Nighttime sharpens, heightens
each sensation --
Darkness stirs, and wakes
Oh so true. My emotions are always heightened at night. The things I am excited about I'm always excited over the top at night. And my fears and anxieties are also very exaggerated at night. Sometimes, it is just frustrating. But it heightens my awareness of how good God is to send me wonderful gifts (the things I'm excited about) and how loving he is, no matter what I'm going through (my fears and anxieties).
Tonight I will probably think about the movie I saw this afternoon with Josiah, about all the things that need doing tomorrow before we leave on Wednesday, and about how much fun we'll have with my dad's family for Thanksgiving. I'll think about all the ways that I failed God and myself today, and the ways that I succeeded. I will think about who I am, and who I wish to be. I might imagine myself married someday, or I might imagine all the things I wish I could do before I get older. Hopefully, I will remember the things I should be praying for, and I will take the time to talk to God and tell him how much I love him and how thankful I am for him.
It's easy to get caught up in the dreams and wishes I have for my life at night. All the things I want to do, all of who I want to be, is the ideal me, not usually the real me. It would be so easy to get caught up in the ideal life I would live, and lose sight of reality. I have to make myself remember at night that God is the God of the real me, that he governs and rules the real world I live in and I can't always live in a world of pretend.
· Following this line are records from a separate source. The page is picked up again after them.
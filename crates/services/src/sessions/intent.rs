use super::service::{Advance, AnswerFeedback};

/// User-triggered requests from the presentation layer.
#[derive(Debug, Clone, PartialEq, Eq)]
pub enum QuizIntent {
    Start,
    Select(String),
    Advance,
}

/// Result of dispatching a [`QuizIntent`].
#[derive(Debug, Clone, PartialEq, Eq)]
pub enum IntentOutcome {
    /// A new round started; the first question is loaded.
    Started,
    Answered(AnswerFeedback),
    /// The selection arrived outside an unanswered question and was dropped.
    Ignored,
    Advanced(Advance),
}
use quiz_core::model::{Question, QuizSummary, WordEntry};

/// Presentation-side listener for session events.
///
/// Every notification fires after the transition that caused it has finished
/// mutating the session. All methods default to doing nothing.
pub trait QuizObserver {
    fn on_question_loaded(&mut self, _question: &Question, _index: usize, _total: usize) {}

    fn on_answer_evaluated(
        &mut self,
        _is_correct: bool,
        _correct_answer: &str,
        _correct_entry: &WordEntry,
    ) {
    }

    fn on_score_changed(&mut self, _score: u32) {}

    fn on_finished(&mut self, _summary: &QuizSummary) {}
}

/// Observer that ignores every event.
#[derive(Debug, Clone, Copy, Default)]
pub struct NoopObserver;

impl QuizObserver for NoopObserver {}

impl<O: QuizObserver + ?Sized> QuizObserver for &mut O {
    fn on_question_loaded(&mut self, question: &Question, index: usize, total: usize) {
        (**self).on_question_loaded(question, index, total);
    }

    fn on_answer_evaluated(
        &mut self,
        is_correct: bool,
        correct_answer: &str,
        correct_entry: &WordEntry,
    ) {
        (**self).on_answer_evaluated(is_correct, correct_answer, correct_entry);
    }

    fn on_score_changed(&mut self, score: u32) {
        (**self).on_score_changed(score);
    }

    fn on_finished(&mut self, summary: &QuizSummary) {
        (**self).on_finished(summary);
    }
}

impl<O: QuizObserver + ?Sized> QuizObserver for Box<O> {
    fn on_question_loaded(&mut self, question: &Question, index: usize, total: usize) {
        (**self).on_question_loaded(question, index, total);
    }

    fn on_answer_evaluated(
        &mut self,
        is_correct: bool,
        correct_answer: &str,
        correct_entry: &WordEntry,
    ) {
        (**self).on_answer_evaluated(is_correct, correct_answer, correct_entry);
    }

    fn on_score_changed(&mut self, score: u32) {
        (**self).on_score_changed(score);
    }

    fn on_finished(&mut self, summary: &QuizSummary) {
        (**self).on_finished(summary);
    }
}
mod config;
mod entry;
mod question;
mod summary;

pub use config::{ConfigError, QuestionConfig};
pub use entry::{EntryError, Language, WordEntry};
pub use question::{Direction, ModeAxis, PromptForm, Question, QuestionError, QuestionMode};
pub use summary::{QuizSummary, ResultTier, SummaryError};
But I don't think God is against pretending. I think he must look down at me as I lie awake in bed, dreaming of all I'll be, and all I'll do, and he smiles as he says, "Yes, those dreams are good and right dreams. But she doesn't even realize how awesome the plan I have for her is. She doesn't realize that my plan for her life is so different from what she is imagining. But it's ok. As long as she trusts me to be better than her dreams."
As long as I trust. I can still dream. I can still plan. I can still wish. As long as I trust.